At no point was there an attack on the content of the site, only a hindrance to accessing it, the Presidency said. This is typical for a so-called denial-of-service (DDoS) attack, which consists of generating so much traffic that it blocks a site. "The cybersecurity system responded, defenses worked, and difficulty in accessing the attacked sites was minimal. No information or data was attacked or compromised," the Deputy Prosecutor General Borislav Sarafov said.
Who did it?
At a briefing in front of journalists, Prosecutor General Ivan Geshev announced that the attack came from the Russian city of Magnitogorsk. He described it as a problem for national security. While the attack was still ongoing, Russian hacking group KillNet, which is based in the city in the Urals, took responsibility for the attack on its official "Telegram" channel, specifying that they had also hit the websites of a number of ministries.
The attackers did not specify why exactly they targeted the said institutional websites, and the purpose. KillNet is a motley group of hackers identifying as pro-Kremlin patriots attacking European governments, infrastructure and even the organizers of the Eurovision song contest (after Russia was kicked out of the latest edition following its invasion of Ukraine).
Cybersecurity experts describe it as creating more of a nuisance than a threat, as Politico-Europe reported a month ago. Rather, they are noisy agitators and disinformers, especially if they manage to block access to certain sites. Also described as a "hacktivist" group, KillNet has said it wants to cooperate with authorities in Russia, but there is no indication that the state or its officials have direct control over its activities.
More likely to come
While there is little evidence that the Kremlin itself was involved in the attack, it caused reverberations within Bulgaria's ruling circles - and many experts believe it's unlikely to be the last. On Sunday Defense Minister Dimitar Stoyanov said that, in his opinion, the reason for the attack was the alleged "Bulgarian link" in the Kerch strait bridge attack.
In the same interview, Stoyanov once again reiterated his long-held position that Bulgaria has no adequate weapons to donate to Ukraine. The topic of sending military aid to Ukraine, which resurfaced last week as Democratic Bulgaria promised to immediately file a bill to that effect when it enters parliament, might ignite further attacks, former minister of e-Governance Bozhidar Bojanov told bTV on Monday.
"We can expect another hacker attack on the websites of state institutions, most likely related to the debate on whether the National Assembly should take a decision on giving weapons to Ukraine," he said.

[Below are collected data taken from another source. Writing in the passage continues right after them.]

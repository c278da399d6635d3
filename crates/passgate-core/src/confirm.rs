//! Confirmation flows.
//!
//! [`Confirmation`] bundles a [`Console`], a [`PasswordPrompt`] and the
//! confirmation settings. Flows that must get an unambiguous answer loop
//! on validation errors but give up on I/O errors.

use std::io::{BufRead, Write};

use secrecy::{ExposeSecret, SecretString};
use tracing::debug;

use crate::config::ConfirmConfig;
use crate::prompt::{Console, TerminalPasswordPrompt};
use crate::traits::{KeyRing, PasswordPrompt, PromptError};
use crate::types::KeyInfo;

/// Interactive confirmation flows.
///
/// The password prompt and the no-confirm switch are fixed at
/// construction, so tests can vary them per instance.
pub struct Confirmation<R, W, P = TerminalPasswordPrompt> {
    pub(crate) console: Console<R, W>,
    password_prompt: P,
    pub(crate) no_confirm: bool,
}

impl<R: BufRead, W: Write> Confirmation<R, W, TerminalPasswordPrompt> {
    /// Create confirmation flows that read secrets from the terminal.
    pub fn new(console: Console<R, W>, config: &ConfirmConfig) -> Self {
        Self::with_password_prompt(console, TerminalPasswordPrompt::new(), config)
    }
}

impl<R: BufRead, W: Write, P: PasswordPrompt> Confirmation<R, W, P> {
    /// Create confirmation flows with a custom secret source.
    pub fn with_password_prompt(console: Console<R, W>, password_prompt: P, config: &ConfirmConfig) -> Self {
        Self {
            console,
            password_prompt,
            no_confirm: config.no_confirm,
        }
    }

    /// Whether recipient confirmation is skipped.
    pub fn no_confirm(&self) -> bool {
        self.no_confirm
    }

    /// The underlying console.
    pub fn console(&mut self) -> &mut Console<R, W> {
        &mut self.console
    }

    /// Ask a yes/no question until the operator answers yes or no.
    ///
    /// Unrecognized answers re-ask; the default is no.
    ///
    /// # Errors
    ///
    /// Only console failures end the loop with an error.
    pub fn ask_for_confirmation(&mut self, text: &str) -> Result<bool, PromptError> {
        loop {
            match self.console.ask_for_bool(text, false) {
                Ok(choice) => return Ok(choice),
                Err(e) if e.is_validation() => {
                    debug!(error = %e, "Unrecognized answer, asking again");
                }
                Err(e) => return Err(e),
            }
        }
    }

    /// Ask for a password twice until both entries match.
    ///
    /// Entries are compared after trimming surrounding whitespace and the
    /// trimmed value is returned. A mismatch repeats both reads.
    pub async fn ask_for_password(&mut self, name: &str) -> Result<SecretString, PromptError> {
        loop {
            let pass = self
                .password_prompt
                .prompt(&format!("Enter password for {}", name))
                .await?;
            let pass_again = self
                .password_prompt
                .prompt(&format!("Retype password for {}", name))
                .await?;

            let pass = pass.expose_secret().trim();
            if pass == pass_again.expose_secret().trim() {
                return Ok(SecretString::from(pass.to_string()));
            }

            debug!(entry = name, "Password entries did not match");
            self.console
                .write_line("Error: the entered passwords do not match")?;
        }
    }

    /// Ask whether a public key should be imported into the key ring.
    ///
    /// Any failure to get an answer counts as no.
    pub fn ask_for_key_import(&mut self, key: &str) -> bool {
        let question = format!(
            "Do you want to import the public key '{}' into your keyring?",
            key
        );
        match self.console.ask_for_bool(&question, false) {
            Ok(choice) => choice,
            Err(e) => {
                debug!(error = %e, "No usable answer to key import, declining");
                false
            }
        }
    }

    /// Let the operator pick one of the usable private keys.
    ///
    /// Returns the fingerprint of the chosen key. Answers that are not a
    /// number or out of range ask again.
    pub fn ask_for_private_key<K>(&mut self, keyring: &K, prompt: &str) -> Result<String, PromptError>
    where
        K: KeyRing + ?Sized,
    {
        let keys: Vec<KeyInfo> = keyring
            .list_private_keys()?
            .into_iter()
            .filter(|k| k.usable)
            .collect();
        if keys.is_empty() {
            return Err(PromptError::NoUsableKeys);
        }

        let question = format!("Please enter the number of a key (0-{})", keys.len() - 1);
        loop {
            self.console.write_line(prompt)?;
            for (i, key) in keys.iter().enumerate() {
                self.console.write_line(format_args!("[{}] {}", i, key.one_line()))?;
            }

            let choice = match self.console.ask_for_int(&question, 0) {
                Ok(choice) => choice,
                Err(e) if e.is_validation() => continue,
                Err(e) => return Err(e),
            };

            match usize::try_from(choice).ok().and_then(|i| keys.get(i)) {
                Some(key) => return Ok(key.fingerprint.clone()),
                None => debug!(choice = choice, "Key index out of range"),
            }
        }
    }
}
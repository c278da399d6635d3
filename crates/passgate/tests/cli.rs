//! Tests for the passgate command line surface

use std::process::Command;

const CHECKSUM_ENV: &str = "PASSGATE_UNCLIP_CHECKSUM";

fn passgate() -> Command {
    Command::new(env!("CARGO_BIN_EXE_passgate"))
}

#[test]
fn test_help_lists_commands() {
    let output = passgate()
        .arg("--help")
        .output()
        .expect("Failed to execute passgate command");

    assert!(output.status.success(), "Command should exit successfully");

    let stdout = String::from_utf8_lossy(&output.stdout);
    for expected in ["Usage:", "copy", "confirm", "select-key", "--no-confirm"] {
        assert!(
            stdout.contains(expected),
            "Output should contain '{}': {}",
            expected,
            stdout
        );
    }
    assert!(
        !stdout.contains("unclip"),
        "Watcher subcommand should be hidden: {}",
        stdout
    );
}

#[test]
fn test_version_flag() {
    let output = passgate()
        .arg("--version")
        .output()
        .expect("Failed to execute passgate command");

    assert!(output.status.success(), "Command should exit successfully");

    let stdout = String::from_utf8_lossy(&output.stdout);
    assert!(
        stdout.contains(env!("CARGO_PKG_VERSION")),
        "Output should contain the crate version: {}",
        stdout
    );
}

#[test]
fn test_unclip_without_checksum_fails() {
    let output = passgate()
        .args(["unclip", "--timeout", "0"])
        .env_remove(CHECKSUM_ENV)
        .output()
        .expect("Failed to execute passgate command");

    assert!(!output.status.success(), "Command should fail");

    let stderr = String::from_utf8_lossy(&output.stderr);
    assert!(
        stderr.contains(CHECKSUM_ENV),
        "Error should name the missing variable: {}",
        stderr
    );
}

#[test]
fn test_missing_config_file_fails() {
    let dir = tempfile::tempdir().expect("Failed to create temp dir");
    let output = passgate()
        .arg("--config")
        .arg(dir.path().join("absent.toml"))
        .args(["ask", "Proceed?"])
        .output()
        .expect("Failed to execute passgate command");

    assert!(!output.status.success(), "Command should fail");

    let stderr = String::from_utf8_lossy(&output.stderr);
    assert!(
        stderr.contains("Failed to load configuration"),
        "Error should mention the configuration: {}",
        stderr
    );
}

#[test]
fn test_copy_help_mentions_clipboard_manager() {
    let output = passgate()
        .args(["copy", "--help"])
        .output()
        .expect("Failed to execute passgate command");

    assert!(output.status.success(), "Command should exit successfully");

    let stdout = String::from_utf8_lossy(&output.stdout);
    assert!(
        stdout.contains("clipboard manager"),
        "Help should explain the X11 clipboard ownership: {}",
        stdout
    );
}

Mr Bozhanov added that the weekend attack indeed looked much more like a test than a full-fledged attempt to cripple certain institutions, as was the case with the springtime attack on the servers of the Bulgarian Postal service. "Saturday morning is not a time when this type of attack is done, so we can expect another attack," Mr Bozhanov said.
"In recent months, we have raised the base level of protection [of our e-government]. There is never 100 percent certainty, but the level continues to rise and I think it will be quite difficult in the short term for assailants to achieve significant breakthroughs," Bozhanov stressed.
Yet, it should not come as a surprise if they try, and next time they might not only be restricted to digital space. Bulgaria is in the most difficult spot it has been for years, with mounting inflation, rising energy prices and a stymied political process. The traditionally weak link in NATO's Southeastern flank has rarely been a better target - and if Russia indeed tries to escalate the war in the coming months, this might cause more hybrid problems for the country.